Kurt Sutter and his writing partners and directors, especially Paris Barclay, are masters of juxtaposition. Sons of Anarchy is a show that would repulse you five seconds before it made you cry or found a way to touch deep into your soul. The bodies were everywhere and the gun violence was in your face. Faces were decimated; buckets of blood sprayed and coated walls, seeped across floors, and permeated Charming, California from start to finish. Sutter, who spent time with an outlaw motorcycle club as part of his preparation for Sons, hopefully didn't see much of this stuff (or any of it) up close and personal, but he wrote it as if he grew up with it. It was downright sickening at times. But, in virtually every one of those episodes, the plot, the story, the dialogue, the passion, the vitriol, the emotions of every shape and size, outweighed all the muck. The sludge was necessary to show the wrong path, the life these individuals chose or grew up into, and the SAMCRO trap that never afforded a reprieve other than death.

John Teller: Most of us were not violent by nature. We all had our problems with authority, but none of us were sociopaths. We came to realize that when you move your life off the social grid you give up the safety that society provides. On the fringe, blood and bullets are the rule of law and if you're a man with convictions violence is inevitable. (S1E2)
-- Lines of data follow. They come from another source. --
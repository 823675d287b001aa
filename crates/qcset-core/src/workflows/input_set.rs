use std::fs;
use std::io;
use std::path::{Path, PathBuf};
use thiserror::Error;
use tracing::{debug, info};

use crate::core::io::qcin::{self, QcInput, QcInputError, QcInputFile};
use crate::core::io::traits::TextFormat;
use crate::core::models::molecule::Molecule;
use crate::core::models::section::SectionCollection;
use crate::engine::builder::SettingsBuilder;
use crate::engine::config::{JobSpec, OverrideSet};
use crate::engine::error::{Advisory, SetError};

/// Name of the file holding custom SMD parameters, written next to the input.
pub const SOLVENT_DATA_FILE_NAME: &str = "solvent_data";

#[derive(Debug, Error)]
pub enum WriteError {
    #[error("Failed to write input file {path:?}: {source}")]
    Input {
        path: PathBuf,
        #[source]
        source: QcInputError,
    },
    #[error("Failed to write {path:?}: {source}")]
    Io {
        path: PathBuf,
        #[source]
        source: io::Error,
    },
}

/// A fully built Q-Chem input ready to be rendered or written to disk.
#[derive(Debug, Clone, PartialEq)]
pub struct QChemInputSet {
    molecule: Molecule,
    sections: SectionCollection,
    custom_smd: Option<String>,
    advisories: Vec<Advisory>,
}

impl QChemInputSet {
    /// Builds the input set for `spec`, merging `overrides` last.
    ///
    /// # Errors
    ///
    /// Returns the first [`SetError`] raised while deriving or merging sections.
    pub fn new(spec: &JobSpec, overrides: &OverrideSet) -> Result<Self, SetError> {
        let output = SettingsBuilder::new(spec).build(overrides)?;
        Ok(Self {
            molecule: spec.molecule.clone(),
            sections: output.sections,
            custom_smd: spec.solvation.custom_smd().map(str::to_string),
            advisories: output.advisories,
        })
    }

    pub fn molecule(&self) -> &Molecule {
        &self.molecule
    }

    pub fn sections(&self) -> &SectionCollection {
        &self.sections
    }

    /// Parameters of a user-defined SMD solvent, if one was requested.
    pub fn custom_smd(&self) -> Option<&str> {
        self.custom_smd.as_deref()
    }

    pub fn advisories(&self) -> &[Advisory] {
        &self.advisories
    }

    pub fn to_qc_input(&self) -> QcInput {
        QcInput {
            molecule: self.molecule.clone(),
            sections: self.sections.clone(),
        }
    }

    pub fn render(&self) -> String {
        qcin::render(&self.to_qc_input())
    }

    /// Writes the input file and, for a custom SMD solvent, its `solvent_data`
    /// companion in the same directory.
    pub fn write<P: AsRef<Path>>(&self, path: P) -> Result<(), WriteError> {
        let path = path.as_ref();
        QcInputFile::write_to_path(&self.to_qc_input(), path).map_err(|source| {
            WriteError::Input {
                path: path.to_path_buf(),
                source,
            }
        })?;
        debug!(path = %path.display(), "Wrote input file.");

        if let Some(parameters) = &self.custom_smd {
            let data_path = path
                .parent()
                .unwrap_or_else(|| Path::new(""))
                .join(SOLVENT_DATA_FILE_NAME);
            fs::write(&data_path, parameters).map_err(|source| WriteError::Io {
                path: data_path.clone(),
                source,
            })?;
            info!(path = %data_path.display(), "Wrote custom SMD parameters.");
        }
        Ok(())
    }
}
use std::error::Error;
use std::fs::File;
use std::io::{self, BufRead, BufReader, BufWriter, Write};
use std::path::Path;

/// Defines the interface for reading and writing a text file format.
///
/// Implementors parse a whole document from a buffered reader and serialize it
/// back; the path-based helpers are provided on top of those two operations.
pub trait TextFormat {
    /// The in-memory document produced by parsing and consumed by writing.
    type Document;

    /// The error type for I/O and parse failures.
    type Error: Error + From<io::Error>;

    /// Reads a document from a buffered reader.
    ///
    /// # Errors
    ///
    /// Returns an error if parsing fails or I/O operations encounter issues.
    fn read_from(reader: &mut impl BufRead) -> Result<Self::Document, Self::Error>;

    /// Writes a document to a writer.
    ///
    /// # Errors
    ///
    /// Returns an error if writing fails.
    fn write_to(document: &Self::Document, writer: &mut impl Write) -> Result<(), Self::Error>;

    /// Reads a document from a file path.
    ///
    /// # Errors
    ///
    /// Returns an error if the file cannot be opened or parsing fails.
    fn read_from_path<P: AsRef<Path>>(path: P) -> Result<Self::Document, Self::Error> {
        let file = File::open(path)?;
        let mut reader = BufReader::new(file);
        Self::read_from(&mut reader)
    }

    /// Writes a document to a file path, creating or truncating the file.
    ///
    /// # Errors
    ///
    /// Returns an error if the file cannot be created or writing fails.
    fn write_to_path<P: AsRef<Path>>(document: &Self::Document, path: P) -> Result<(), Self::Error> {
        let file = File::create(path)?;
        let mut writer = BufWriter::new(file);
        Self::write_to(document, &mut writer)?;
        writer.flush()?;
        Ok(())
    }
}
Around all the crap, Jax had two sons, Abel, who he had with Wendy, his crack-addicted ex-wife, and Thomas, who he would father with his wife Tara Knowles (Maggie Siff). The on screen chemistry with Charlie and Maggie was immediate and it never dropped off, not even for a moment. The first few seasons of the show revolve around Jax and his issues with the direction and the dangerous gunrunning operation run through the Sons and the IRA. He finds his late father John's manuscript, detailing the many ways SAMCRO lost its soul and, as the title of the journal states, "lost its way." The words, including those above, sound as if Hunter S. Thompson or Jack Kerouac could have penned them rather than an outlaw biker. Teller's mother, Gemma (Katey Sagal), remarried the new President of the Redwood charter, Clay Morrow (Ron Perlman), and plenty of secrets and reveals filter out across the next several seasons about both. Morrow and Teller don't get along at all but remain tied both through marriage and the automotive repair shop they own, Teller-Morrow. Oh, Clay basically killed John Teller, forgot to mention that. Oh, and his mother had a role in it as well.
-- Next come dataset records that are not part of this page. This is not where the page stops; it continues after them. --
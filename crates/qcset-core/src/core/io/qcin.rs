use crate::core::io::traits::TextFormat;
use crate::core::models::molecule::{Molecule, MoleculeError, Site};
use crate::core::models::section::{
    Section, SectionCollection, SectionName, SectionValue, VdwMode,
};
use nalgebra::Point3;
use std::io::{self, BufRead, Write};
use thiserror::Error;

/// A complete Q-Chem input: the `$molecule` block plus every keyword section.
#[derive(Debug, Clone, PartialEq)]
pub struct QcInput {
    pub molecule: Molecule,
    pub sections: SectionCollection,
}

#[derive(Debug, Error)]
pub enum QcInputError {
    #[error("I/O error: {0}")]
    Io(#[from] io::Error),
    #[error("Parse error on line {line}: {message}")]
    Parse { line: usize, message: String },
    #[error("Unknown section '${name}' on line {line}")]
    UnknownSection { line: usize, name: String },
    #[error("Section '${0}' is missing its closing '$end'")]
    UnterminatedSection(String),
    #[error("Input does not contain a $molecule section")]
    MissingMolecule,
    #[error("Invalid molecule: {0}")]
    Molecule(#[from] MoleculeError),
}

/// The layout of a section body.
#[derive(Debug, Clone, Copy, PartialEq, Eq)]
enum SectionStyle {
    /// `   key = value`
    Assign,
    /// `   key value`, one line per value line.
    Spaced,
    /// `KEY` ... `ENDKEY` blocks of raw lines.
    Blocks,
    /// A single `KEY=value, KEY=value` line.
    Inline,
}

fn style_of(name: SectionName) -> SectionStyle {
    match name {
        SectionName::Rem | SectionName::Nbo | SectionName::GeomOpt => SectionStyle::Assign,
        SectionName::Opt => SectionStyle::Blocks,
        SectionName::Svp => SectionStyle::Inline,
        SectionName::Pcm
        | SectionName::Solvent
        | SectionName::Smx
        | SectionName::Scan
        | SectionName::VanDerWaals
        | SectionName::Plots
        | SectionName::PcmNonels => SectionStyle::Spaced,
    }
}

/// An empty `$nbo` block still switches the analysis on; other empty sections
/// carry no information and are omitted.
fn renders_when_empty(name: SectionName) -> bool {
    name == SectionName::Nbo
}

/// Renders an input to the Q-Chem text syntax.
pub fn render(input: &QcInput) -> String {
    let mut out = String::new();
    render_molecule(&input.molecule, &mut out);

    for (name, section) in input.sections.iter() {
        if section.is_empty() && !renders_when_empty(name) {
            continue;
        }
        out.push('\n');
        out.push_str(&format!("${}\n", name));
        if name == SectionName::VanDerWaals {
            out.push_str(input.sections.vdw_mode().code());
            out.push('\n');
        }
        render_body(style_of(name), section, &mut out);
        out.push_str("$end\n");
    }
    out
}

fn render_molecule(molecule: &Molecule, out: &mut String) {
    out.push_str("$molecule\n");
    out.push_str(&format!(
        "{} {}\n",
        molecule.charge(),
        molecule.spin_multiplicity()
    ));
    for site in molecule.sites() {
        out.push_str(&format!(
            " {}     {:.10}     {:.10}     {:.10}\n",
            site.species, site.position.x, site.position.y, site.position.z
        ));
    }
    out.push_str("$end\n");
}

fn render_body(style: SectionStyle, section: &Section, out: &mut String) {
    match style {
        SectionStyle::Assign => {
            for (key, value) in section.iter() {
                for line in value.lines() {
                    out.push_str(&format!("   {} = {}\n", key, line));
                }
            }
        }
        SectionStyle::Spaced => {
            for (key, value) in section.iter() {
                for line in value.lines() {
                    out.push_str(&format!("   {} {}\n", key, line));
                }
            }
        }
        SectionStyle::Blocks => {
            for (key, value) in section.iter() {
                let block = key.to_uppercase();
                out.push_str(&format!("{}\n", block));
                for line in value.lines() {
                    out.push_str(&format!("   {}\n", line));
                }
                out.push_str(&format!("END{}\n", block));
            }
        }
        SectionStyle::Inline => {
            let fields: Vec<String> = section
                .iter()
                .map(|(key, value)| format!("{}={}", key.to_uppercase(), value))
                .collect();
            if !fields.is_empty() {
                out.push_str(&fields.join(", "));
                out.push('\n');
            }
        }
    }
}

fn split_key_value(line: &str) -> Option<(&str, &str)> {
    if let Some((key, value)) = line.split_once('=') {
        return Some((key.trim(), value.trim()));
    }
    line.split_once(char::is_whitespace)
        .map(|(key, value)| (key.trim(), value.trim()))
}

struct Parser {
    molecule: Option<Molecule>,
    sections: SectionCollection,
}

impl Parser {
    fn parse_molecule(&mut self, body: &[(usize, String)]) -> Result<(), QcInputError> {
        let mut rows = body.iter();
        let (header_line, header) = rows.next().ok_or(QcInputError::MissingMolecule)?;
        let header_fields: Vec<&str> = header.split_whitespace().collect();
        if header_fields.len() != 2 {
            return Err(QcInputError::Parse {
                line: *header_line,
                message: "expected '<charge> <multiplicity>'".into(),
            });
        }
        let charge: i32 = header_fields[0].parse().map_err(|_| QcInputError::Parse {
            line: *header_line,
            message: format!("invalid charge '{}'", header_fields[0]),
        })?;
        let multiplicity: u32 = header_fields[1].parse().map_err(|_| QcInputError::Parse {
            line: *header_line,
            message: format!("invalid multiplicity '{}'", header_fields[1]),
        })?;

        let mut sites = Vec::new();
        for (line_num, row) in rows {
            let fields: Vec<&str> = row.split_whitespace().collect();
            if fields.len() != 4 {
                return Err(QcInputError::Parse {
                    line: *line_num,
                    message: format!("expected 'symbol x y z', found {} field(s)", fields.len()),
                });
            }
            let mut coords = [0.0; 3];
            for (slot, raw) in coords.iter_mut().zip(&fields[1..]) {
                *slot = raw.parse().map_err(|_| QcInputError::Parse {
                    line: *line_num,
                    message: format!("invalid coordinate '{}'", raw),
                })?;
            }
            sites.push(Site::new(
                fields[0],
                Point3::new(coords[0], coords[1], coords[2]),
            ));
        }
        self.molecule = Some(Molecule::new(sites, charge, multiplicity)?);
        Ok(())
    }

    fn parse_section(
        &mut self,
        name: SectionName,
        body: &[(usize, String)],
    ) -> Result<(), QcInputError> {
        let mut rows = body.iter().peekable();
        if name == SectionName::VanDerWaals {
            let mode = rows.peek().and_then(|(_, first)| VdwMode::from_code(first));
            if let Some(mode) = mode {
                self.sections.set_vdw_mode(mode);
                rows.next();
            }
        }

        let section = self.sections.section_mut(name);
        match style_of(name) {
            SectionStyle::Assign | SectionStyle::Spaced => {
                for (line_num, row) in rows {
                    let (key, value) = split_key_value(row).ok_or_else(|| QcInputError::Parse {
                        line: *line_num,
                        message: format!("expected a keyword and a value, found '{}'", row),
                    })?;
                    if name == SectionName::Scan {
                        push_line(section, key, value);
                    } else {
                        section.insert(key, value);
                    }
                }
            }
            SectionStyle::Blocks => {
                let mut current: Option<String> = None;
                for (line_num, row) in rows {
                    let upper = row.to_uppercase();
                    let Some(block) = current.clone() else {
                        section.insert(row, SectionValue::Lines(Vec::new()));
                        current = Some(upper);
                        continue;
                    };
                    if upper == format!("END{}", block) {
                        current = None;
                    } else if upper.starts_with("END") {
                        return Err(QcInputError::Parse {
                            line: *line_num,
                            message: format!("'{}' does not close block '{}'", row, block),
                        });
                    } else {
                        push_line(section, &block, row);
                    }
                }
                if let Some(block) = current {
                    return Err(QcInputError::UnterminatedSection(format!("opt/{}", block)));
                }
            }
            SectionStyle::Inline => {
                for (line_num, row) in rows {
                    for field in row.split(',').map(str::trim).filter(|f| !f.is_empty()) {
                        let (key, value) = field.split_once('=').ok_or_else(|| {
                            QcInputError::Parse {
                                line: *line_num,
                                message: format!("expected KEY=value, found '{}'", field),
                            }
                        })?;
                        section.insert(key.trim(), value.trim());
                    }
                }
            }
        }
        Ok(())
    }
}

fn push_line(section: &mut Section, key: &str, line: &str) {
    let mut lines: Vec<String> = section
        .get(key)
        .map(|value| value.lines().into_iter().map(str::to_string).collect())
        .unwrap_or_else(Vec::new);
    lines.push(line.to_string());
    section.insert(key, SectionValue::Lines(lines));
}

/// Q-Chem `.qin` input files.
pub struct QcInputFile;

impl TextFormat for QcInputFile {
    type Document = QcInput;
    type Error = QcInputError;

    fn read_from(reader: &mut impl BufRead) -> Result<Self::Document, Self::Error> {
        let mut parser = Parser {
            molecule: None,
            sections: SectionCollection::default(),
        };
        let mut open: Option<(usize, String)> = None;
        let mut body: Vec<(usize, String)> = Vec::new();

        for (line_num, line_res) in reader.lines().enumerate() {
            let line = line_res?;
            let line_num = line_num + 1;
            let trimmed = line.trim();
            if trimmed.is_empty() || trimmed.starts_with('!') {
                continue;
            }

            match &open {
                None => {
                    let name = trimmed.strip_prefix('$').ok_or_else(|| QcInputError::Parse {
                        line: line_num,
                        message: format!("expected a '$section' header, found '{}'", trimmed),
                    })?;
                    open = Some((line_num, name.trim().to_lowercase()));
                    body.clear();
                }
                Some((header_line, name)) => {
                    let (header_line, name) = (*header_line, name.clone());
                    if !trimmed.eq_ignore_ascii_case("$end") {
                        body.push((line_num, trimmed.to_string()));
                        continue;
                    }
                    if name == "molecule" {
                        parser.parse_molecule(&body)?;
                    } else {
                        let section_name =
                            name.parse::<SectionName>()
                                .map_err(|_| QcInputError::UnknownSection {
                                    line: header_line,
                                    name: name.clone(),
                                })?;
                        parser.parse_section(section_name, &body)?;
                    }
                    open = None;
                }
            }
        }

        if let Some((_, name)) = open {
            return Err(QcInputError::UnterminatedSection(name));
        }
        let molecule = parser.molecule.ok_or(QcInputError::MissingMolecule)?;
        Ok(QcInput {
            molecule,
            sections: parser.sections,
        })
    }

    fn write_to(document: &Self::Document, writer: &mut impl Write) -> Result<(), Self::Error> {
        writer.write_all(render(document).as_bytes())?;
        Ok(())
    }
}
The other Sons, from Harry "Opie" Winston (Ryan Hurst) to Alex "Tig" Trager (Kim Coates) to Filip "Chibs" Telford (Tommy Flanagan) and all the rest, have their own lives and thus their own baggage. Thanks to Hells Angel tattoo artist and legit badass David Labrava, the culture was taken care of and Happy Lowman, the character he played on the show, became the most loyal of all in terms of soldiers within SAMCRO. Heck, I could write an entire article JUST on Dayton Callie's role as Wayne Unser, who in many ways was the conscience of the story, also the source of some of its best one liners. Marcus Alvarez (Emilio Rivera), President of the Mayans Oakland chapter, a Hispanic motorcycle club, went from a character that was a pure villain to the Sons to one of their allies and an extremely loyal guy in his own right. One other cast member we have to talk about a bit is Jimmy Smits, who played Nero Padilla, a former gangbanger who wanted something different for his life and his future. The depth of that character and how it worked alongside the Sons was superbly handled.

SOA is a show concerned with loyalty over any other conceit. Betrayal was suicide. This was The Sopranos in California with bikers instead of Italians, leather in place of lasagna. It's just that simple.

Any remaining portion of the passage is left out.